誰よりも仕事をしていた俺は誰よりも成果を出していない。
完全にお荷物だ。
もうじき心が割れるのだと予見している
『御先さん』
「道標さん…。」
俺は道標さんをどこかで頼ったのかもしれない。
例のあの場所へ来ていた。
『あれほど言ったのに仕方のない人ですねぇ。』
「道標さん...私はこれからどうしたら…。」
『残念ながらあなたは進んでしまいました。
それもあなたの選択した道なのです。
もう後戻りはできません。』
「そんな…。お願いします!!なんでも...なんでもしますから!!!」
『...その心意気があと1年早ければあなたは全く違う道を進んでいたのでしょうね。』
「道標さん!!みちしるべさあああああん!!!!!」
『あなたの道は決まりました。
あとは真っ直ぐお進みください。』
~???~
カタカタ
「へ…へへ...へへへへ...。」
カタカタ
「へへへへ」
カタカタ
「heheheheheheheh」
カタ
「he」
『先生、御先さんの様子はどうですかねぇ?』
「あぁやって四六時中キーボードをカタカタ押しているよ。
なんでも前職でプログラミング?って言うの?
そういう仕事していたみたいなんだけどいきなり【言葉が理解できなくなった】みたいで意思の疎通ができなくなったんだ。

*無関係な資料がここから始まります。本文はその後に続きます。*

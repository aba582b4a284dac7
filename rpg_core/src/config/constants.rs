//! Game balance constants

use serde::{Deserialize, Serialize};
use std::path::PathBuf;

/// Tunable game constants
#[derive(Debug, Clone, Default, Serialize, Deserialize)]
pub struct GameConstants {
    #[serde(default)]
    pub battle: BattleConstants,
    #[serde(default)]
    pub encounter: EncounterConstants,
    #[serde(default)]
    pub progression: ProgressionConstants,
    #[serde(default)]
    pub paths: PathConstants,
}

#[derive(Debug, Clone, Serialize, Deserialize)]
pub struct BattleConstants {
    /// Flee chance when the player is strictly faster than the enemy
    #[serde(default = "default_flee_chance_faster")]
    pub flee_chance_faster: f64,
    /// Flee chance otherwise
    #[serde(default = "default_flee_chance_slower")]
    pub flee_chance_slower: f64,
    /// Chance a boss uses one of its eligible abilities instead of attacking
    #[serde(default = "default_boss_ability_chance")]
    pub boss_ability_chance: f64,
    /// Per-round chance a companion acts, unless the companion overrides it
    #[serde(default = "default_companion_action_chance")]
    pub companion_action_chance: f64,
    /// Share of the player's effective attack a companion strike carries
    #[serde(default = "default_companion_attack_ratio")]
    pub companion_attack_ratio: f64,
    /// Share of summed companion defense healed back after an enemy hit
    #[serde(default = "default_companion_mitigation_ratio")]
    pub companion_mitigation_ratio: f64,
    #[serde(default = "default_loot_drop_chance")]
    pub loot_drop_chance: f64,
}

impl Default for BattleConstants {
    fn default() -> Self {
        BattleConstants {
            flee_chance_faster: 0.7,
            flee_chance_slower: 0.4,
            boss_ability_chance: 0.4,
            companion_action_chance: 0.5,
            companion_attack_ratio: 0.6,
            companion_mitigation_ratio: 0.5,
            loot_drop_chance: 0.5,
        }
    }
}

fn default_flee_chance_faster() -> f64 {
    0.7
}
fn default_flee_chance_slower() -> f64 {
    0.4
}
fn default_boss_ability_chance() -> f64 {
    0.4
}
fn default_companion_action_chance() -> f64 {
    0.5
}
fn default_companion_attack_ratio() -> f64 {
    0.6
}
fn default_companion_mitigation_ratio() -> f64 {
    0.5
}
fn default_loot_drop_chance() -> f64 {
    0.5
}

#[derive(Debug, Clone, Serialize, Deserialize)]
pub struct EncounterConstants {
    /// Chance that exploring starts a fight
    #[serde(default = "default_explore_encounter_chance")]
    pub explore_encounter_chance: f64,
    /// Chance that arriving in a new area starts a fight
    #[serde(default = "default_travel_encounter_chance")]
    pub travel_encounter_chance: f64,
    /// Chance a random encounter rolls for a boss when the area has any
    #[serde(default = "default_boss_encounter_chance")]
    pub boss_encounter_chance: f64,
    /// Seconds before a killed boss can spawn again
    #[serde(default = "default_boss_respawn_seconds")]
    pub boss_respawn_seconds: i64,
    /// Chance of finding gold on a quiet exploration
    #[serde(default = "default_gold_find_chance")]
    pub gold_find_chance: f64,
    #[serde(default = "default_gold_find_min")]
    pub gold_find_min: u32,
    #[serde(default = "default_gold_find_max")]
    pub gold_find_max: u32,
}

impl Default for EncounterConstants {
    fn default() -> Self {
        EncounterConstants {
            explore_encounter_chance: 0.7,
            travel_encounter_chance: 0.3,
            boss_encounter_chance: 0.8,
            boss_respawn_seconds: 28_800,
            gold_find_chance: 0.3,
            gold_find_min: 5,
            gold_find_max: 20,
        }
    }
}

fn default_explore_encounter_chance() -> f64 {
    0.7
}
fn default_travel_encounter_chance() -> f64 {
    0.3
}
fn default_boss_encounter_chance() -> f64 {
    0.8
}
fn default_boss_respawn_seconds() -> i64 {
    28_800
}
fn default_gold_find_chance() -> f64 {
    0.3
}
fn default_gold_find_min() -> u32 {
    5
}
fn default_gold_find_max() -> u32 {
    20
}

#[derive(Debug, Clone, Serialize, Deserialize)]
pub struct ProgressionConstants {
    /// Area new characters start in and defeated characters return to
    #[serde(default = "default_starting_area")]
    pub starting_area: String,
    #[serde(default = "default_starting_gold")]
    pub starting_gold: u32,
    #[serde(default = "default_first_level_threshold")]
    pub first_level_threshold: u32,
    #[serde(default = "default_max_companions")]
    pub max_companions: usize,
}

impl Default for ProgressionConstants {
    fn default() -> Self {
        ProgressionConstants {
            starting_area: default_starting_area(),
            starting_gold: 100,
            first_level_threshold: 100,
            max_companions: 4,
        }
    }
}

fn default_starting_area() -> String {
    "starting_village".to_string()
}
fn default_starting_gold() -> u32 {
    100
}
fn default_first_level_threshold() -> u32 {
    100
}
fn default_max_companions() -> usize {
    4
}

#[derive(Debug, Clone, Serialize, Deserialize)]
pub struct PathConstants {
    /// Directory holding the JSON data tables; the embedded tables are used when unset
    #[serde(default)]
    pub data_dir: Option<PathBuf>,
    #[serde(default = "default_saves_dir")]
    pub saves_dir: PathBuf,
}

impl Default for PathConstants {
    fn default() -> Self {
        PathConstants {
            data_dir: None,
            saves_dir: default_saves_dir(),
        }
    }
}

fn default_saves_dir() -> PathBuf {
    PathBuf::from("data/saves")
}

#[cfg(test)]
mod tests {
    use super::*;

    #[test]
    fn test_default_constants() {
        let constants = GameConstants::default();
        assert!((constants.battle.flee_chance_faster - 0.7).abs() < f64::EPSILON);
        assert!((constants.battle.boss_ability_chance - 0.4).abs() < f64::EPSILON);
        assert_eq!(constants.encounter.boss_respawn_seconds, 28_800);
        assert_eq!(constants.progression.starting_area, "starting_village");
        assert_eq!(constants.progression.max_companions, 4);
    }

    #[test]
    fn test_parse_partial_constants() {
        let toml = r#"
[battle]
flee_chance_faster = 0.9

[progression]
starting_gold = 250
"#;

        let constants: GameConstants = toml::from_str(toml).unwrap();
        assert!((constants.battle.flee_chance_faster - 0.9).abs() < f64::EPSILON);
        assert!((constants.battle.flee_chance_slower - 0.4).abs() < f64::EPSILON);
        assert_eq!(constants.progression.starting_gold, 250);
        assert_eq!(constants.progression.first_level_threshold, 100);
        assert!((constants.encounter.explore_encounter_chance - 0.7).abs() < f64::EPSILON);
    }
}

原因もわからないし、今はキーボードだけ与えていればああやって大人しくなるからしばらくはこのままだね。」
『そうですか...。
それでは引き続きよろしくお願いいたします。』
~エピローグ~
『技術の進歩は非常に早く人はそれにしがみつくので精一杯。
毎日最新の情報を入れ替えをしなければ人は世の中に追いつけなくなりました。
人を豊かにするはずの技術が人を縛る結果となるのは皮肉なものですねぇ。
御先さんもそう考えるとあぁやって情報の波から逃れられたのは幸せだったかもしれません。
ただプログラミング言語の勉強をしなくなっただけなのに人間の言語にまで置いて行かれてしまうなんてちょっと勉強しなさすぎではないでしょうか?
まぁそれもあの人の道標に沿った生き方なのでしょう。